The Problem
Alex is a startup founder who just received a 47-page vendor contract from a SaaS tool they want to integrate. They can't afford to spend $800/hour on a lawyer for every vendor agreement. The last time they signed without reviewing properly, they discovered 6 months later that the contract included auto-renewal and 90-day cancellation notice — and they missed the window.

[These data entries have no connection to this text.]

//! Field pattern matching
//!
//! A rule field is interpreted as one of three patterns:
//!
//! | Rule value      | Matches                                   |
//! |-----------------|-------------------------------------------|
//! | `*`             | any value, including the empty string     |
//! | `10.0.*`        | values starting with `10.0.`              |
//! | `tcp`           | exactly `tcp` (case-sensitive)            |
//!
//! Only the text before the first `*` is significant. `1*2*3` is the prefix
//! `1`, and `*.example.com` is the empty prefix, which matches everything.

/// Wildcard character in rule fields
pub const WILDCARD: char = '*';

/// Parsed form of a rule field, borrowing from the field text
#[derive(Debug, Clone, Copy, PartialEq, Eq)]
pub enum Pattern<'a> {
    /// `*`
    Any,
    /// Text before the first `*`
    Prefix(&'a str),
    /// No `*` at all
    Exact(&'a str),
}

impl<'a> Pattern<'a> {
    /// Parses a rule field. Never fails: every string is a valid pattern.
    pub fn parse(pattern: &'a str) -> Self {
        if pattern == "*" {
            return Pattern::Any;
        }
        match pattern.split_once(WILDCARD) {
            Some((prefix, _ignored)) => Pattern::Prefix(prefix),
            None => Pattern::Exact(pattern),
        }
    }

    pub fn is_match(self, value: &str) -> bool {
        match self {
            Pattern::Any => true,
            Pattern::Prefix(prefix) => value.starts_with(prefix),
            Pattern::Exact(expected) => value == expected,
        }
    }
}

/// Returns true if `value` satisfies the rule field `pattern`.
pub fn matches(value: &str, pattern: &str) -> bool {
    Pattern::parse(pattern).is_match(value)
}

Alex needs a way to upload any contract PDF, get a structured breakdown of the clauses that actually matter, understand which terms are risky or unusual, and know what questions to ask before signing.
The Solution
Use anthropic-sdk with Claude's large context window to analyze full contract text. Extract key clauses into structured output, score risk per clause against standard market terms, and produce a plain-English summary report for each section.
Step-by-Step Walkthrough
Step 1: Extract Text from Contract Documents
// extractor/document.ts
import * as fs from 'fs';
import pdf from 'pdf-parse';
import mammoth from 'mammoth';
export interface ExtractedDocument {
text: string;
pageCount?: number;
filename: string;
charCount: number;
}
export async function extractContractText(filePath: string): Promise<ExtractedDocument> {
const filename = filePath.split('/').pop() || filePath;
const ext = filename.split('.').pop()?.toLowerCase();
let text = '';
let pageCount: number | undefined;
if (ext === 'pdf') {
const buffer = fs.readFileSync(filePath);
const data = await pdf(buffer);
text = data.text;
pageCount = data.numpages;
} else if (ext === 'docx' || ext === 'doc') {
const result = await mammoth.extractRawText({ path: filePath });
text = result.value;
} else if (ext === 'txt') {
text = fs.readFileSync(filePath, 'utf-8');
} else {
throw new Error(`Unsupported format: ${ext}. Use PDF, DOCX, or TXT.`);
}
// Clean up excessive whitespace while preserving structure
text = text.replace(/\n{3,}/g, '\n\n').trim();
return { text, pageCount, filename, charCount: text.length };
}
Step 2: Identify and Extract Key Clauses
Use Claude to locate and extract the clauses that matter most in commercial contracts.
// analyzer/clauses.ts
import Anthropic from '@anthropic-ai/sdk';
const anthropic = new Anthropic({ apiKey: process.env.ANTHROPIC_API_KEY! });
export interface ExtractedClause {
type: string; // 'termination', 'liability_cap', 'ip_ownership', etc.
title: string; // human-readable clause name
rawText: string; // verbatim text from contract
summary: string; // plain-English explanation
location: string; // "Section 12.3" or "Page 24"
present: boolean; // false if clause is missing from contract
}
export type ClauseType =
| 'termination'
| 'auto_renewal'
| 'liability_cap'
| 'ip_ownership'
| 'nda_scope'
| 'indemnification'
| 'governing_law'
| 'dispute_resolution'
| 'payment_terms'
| 'data_processing';
/**
* Extract specific clause types from the contract.
* Claude handles the "find it in 47 pages" problem.
*/
export async function extractClauses(
contractText: string
): Promise<ExtractedClause[]> {
// For large contracts, Claude's 200K context window handles it directly
const response = await anthropic.messages.create({
model: 'claude-opus-4-5',
max_tokens: 4000,
messages: [
{
role: 'user',
content: `You are a contract analyst. Extract the following key clauses from this contract.
For each clause type, find the relevant text and explain it in plain English.
If a clause type is missing from the contract, note that it's absent.
Clause types to extract:
1. termination — How can either party end the agreement? Notice period? Cause vs. convenience?
2. auto_renewal — Does it auto-renew? How long is the notice period to cancel?
3. liability_cap — What is the maximum liability? Is it capped at fees paid, annual amount, or unlimited?
4. ip_ownership — Who owns work product, integrations, custom code, data?
5. nda_scope — What is confidential? What are the exceptions? How long does it last?
6. indemnification — Who indemnifies whom? Under what circumstances?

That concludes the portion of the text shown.